--- RECORDS ---
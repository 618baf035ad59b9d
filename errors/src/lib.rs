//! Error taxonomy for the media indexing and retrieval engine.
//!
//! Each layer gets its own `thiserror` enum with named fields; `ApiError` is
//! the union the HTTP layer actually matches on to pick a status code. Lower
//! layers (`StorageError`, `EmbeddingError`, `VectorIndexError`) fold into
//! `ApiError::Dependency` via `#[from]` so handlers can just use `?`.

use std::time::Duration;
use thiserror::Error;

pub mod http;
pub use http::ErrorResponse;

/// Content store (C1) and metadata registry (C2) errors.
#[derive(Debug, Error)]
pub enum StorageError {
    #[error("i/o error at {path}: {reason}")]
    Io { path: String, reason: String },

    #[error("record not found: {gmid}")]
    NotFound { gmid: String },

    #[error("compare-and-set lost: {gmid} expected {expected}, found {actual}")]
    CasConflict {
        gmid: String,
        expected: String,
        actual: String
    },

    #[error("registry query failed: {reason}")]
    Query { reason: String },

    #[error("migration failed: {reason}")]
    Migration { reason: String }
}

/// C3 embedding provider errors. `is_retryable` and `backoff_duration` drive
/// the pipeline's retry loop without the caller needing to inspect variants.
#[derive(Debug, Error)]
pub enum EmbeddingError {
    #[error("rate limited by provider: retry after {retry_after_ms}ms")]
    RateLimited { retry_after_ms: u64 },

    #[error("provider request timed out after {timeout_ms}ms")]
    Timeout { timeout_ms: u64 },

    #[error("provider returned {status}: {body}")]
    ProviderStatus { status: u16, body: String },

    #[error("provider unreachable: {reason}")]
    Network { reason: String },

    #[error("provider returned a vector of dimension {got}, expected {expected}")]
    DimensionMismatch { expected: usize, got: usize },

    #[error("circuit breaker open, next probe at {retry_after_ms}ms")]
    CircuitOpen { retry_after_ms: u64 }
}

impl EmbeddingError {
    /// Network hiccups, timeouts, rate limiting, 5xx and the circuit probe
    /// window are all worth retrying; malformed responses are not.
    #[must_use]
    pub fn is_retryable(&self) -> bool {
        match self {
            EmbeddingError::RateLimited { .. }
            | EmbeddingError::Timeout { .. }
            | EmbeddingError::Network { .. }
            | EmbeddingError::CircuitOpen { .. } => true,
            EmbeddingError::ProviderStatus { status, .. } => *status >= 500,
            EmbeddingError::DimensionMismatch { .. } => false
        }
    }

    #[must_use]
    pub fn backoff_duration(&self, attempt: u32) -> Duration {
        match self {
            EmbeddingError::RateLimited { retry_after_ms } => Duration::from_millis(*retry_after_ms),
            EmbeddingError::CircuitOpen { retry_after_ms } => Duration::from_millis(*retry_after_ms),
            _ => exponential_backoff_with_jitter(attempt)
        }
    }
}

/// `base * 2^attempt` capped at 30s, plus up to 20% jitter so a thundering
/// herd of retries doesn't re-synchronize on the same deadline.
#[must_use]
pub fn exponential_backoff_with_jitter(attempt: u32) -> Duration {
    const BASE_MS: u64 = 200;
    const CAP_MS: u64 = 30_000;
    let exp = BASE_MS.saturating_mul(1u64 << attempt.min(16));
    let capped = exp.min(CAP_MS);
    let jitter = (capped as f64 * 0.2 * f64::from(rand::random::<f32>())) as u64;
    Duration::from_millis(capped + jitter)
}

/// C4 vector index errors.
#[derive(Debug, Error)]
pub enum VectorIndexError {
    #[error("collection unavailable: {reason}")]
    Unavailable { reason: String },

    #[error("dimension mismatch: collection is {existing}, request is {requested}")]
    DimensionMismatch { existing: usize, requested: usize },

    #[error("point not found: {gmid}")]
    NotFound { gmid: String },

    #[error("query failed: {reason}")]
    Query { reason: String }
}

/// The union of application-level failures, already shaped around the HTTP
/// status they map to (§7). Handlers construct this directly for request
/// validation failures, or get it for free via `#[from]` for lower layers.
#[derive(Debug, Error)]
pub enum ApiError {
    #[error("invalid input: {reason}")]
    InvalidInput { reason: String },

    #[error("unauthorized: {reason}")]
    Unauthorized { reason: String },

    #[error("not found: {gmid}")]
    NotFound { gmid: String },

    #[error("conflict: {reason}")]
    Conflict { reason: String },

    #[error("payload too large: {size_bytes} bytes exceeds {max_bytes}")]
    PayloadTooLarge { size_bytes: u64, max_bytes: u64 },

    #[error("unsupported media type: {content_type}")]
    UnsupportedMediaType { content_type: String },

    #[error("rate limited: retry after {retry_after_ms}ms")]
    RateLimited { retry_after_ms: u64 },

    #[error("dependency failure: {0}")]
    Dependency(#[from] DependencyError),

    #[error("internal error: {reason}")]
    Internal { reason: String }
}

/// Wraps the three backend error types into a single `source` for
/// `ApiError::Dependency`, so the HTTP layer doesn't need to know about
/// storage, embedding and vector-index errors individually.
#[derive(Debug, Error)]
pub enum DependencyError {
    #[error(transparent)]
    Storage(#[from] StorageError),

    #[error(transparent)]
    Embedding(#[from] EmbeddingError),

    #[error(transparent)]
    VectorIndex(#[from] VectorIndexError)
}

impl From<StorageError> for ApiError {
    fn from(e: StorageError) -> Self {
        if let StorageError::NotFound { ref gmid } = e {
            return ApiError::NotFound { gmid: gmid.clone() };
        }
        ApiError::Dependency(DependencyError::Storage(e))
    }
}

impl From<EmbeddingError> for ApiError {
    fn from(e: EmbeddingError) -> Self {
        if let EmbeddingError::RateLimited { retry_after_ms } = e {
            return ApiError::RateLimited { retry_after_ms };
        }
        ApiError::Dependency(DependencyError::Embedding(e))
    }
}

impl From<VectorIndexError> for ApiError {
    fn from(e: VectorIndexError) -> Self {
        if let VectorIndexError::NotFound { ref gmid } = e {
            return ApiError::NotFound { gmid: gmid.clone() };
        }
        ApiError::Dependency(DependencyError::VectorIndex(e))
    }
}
---
--- RECORDS ---
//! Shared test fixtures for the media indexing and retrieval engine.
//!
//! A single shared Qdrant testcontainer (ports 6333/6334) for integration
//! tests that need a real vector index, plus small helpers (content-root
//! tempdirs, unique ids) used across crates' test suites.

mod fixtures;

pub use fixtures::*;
---
WHAT TO PRODUCE - When you reach the line with "repository 618baf035ad59b9d" in the records above, start writing out lines exactly, and stop once the line with "status code. Lower" has been written; include nothing else.

SOLUTION BELOW -
repository 618baf035ad59b9d
filename errors/src/lib.rs
//! Error taxonomy for the media indexing and retrieval engine.
//!
//! Each layer gets its own `thiserror` enum with named fields; `ApiError` is
//! the union the HTTP layer actually matches on to pick a status code. Lower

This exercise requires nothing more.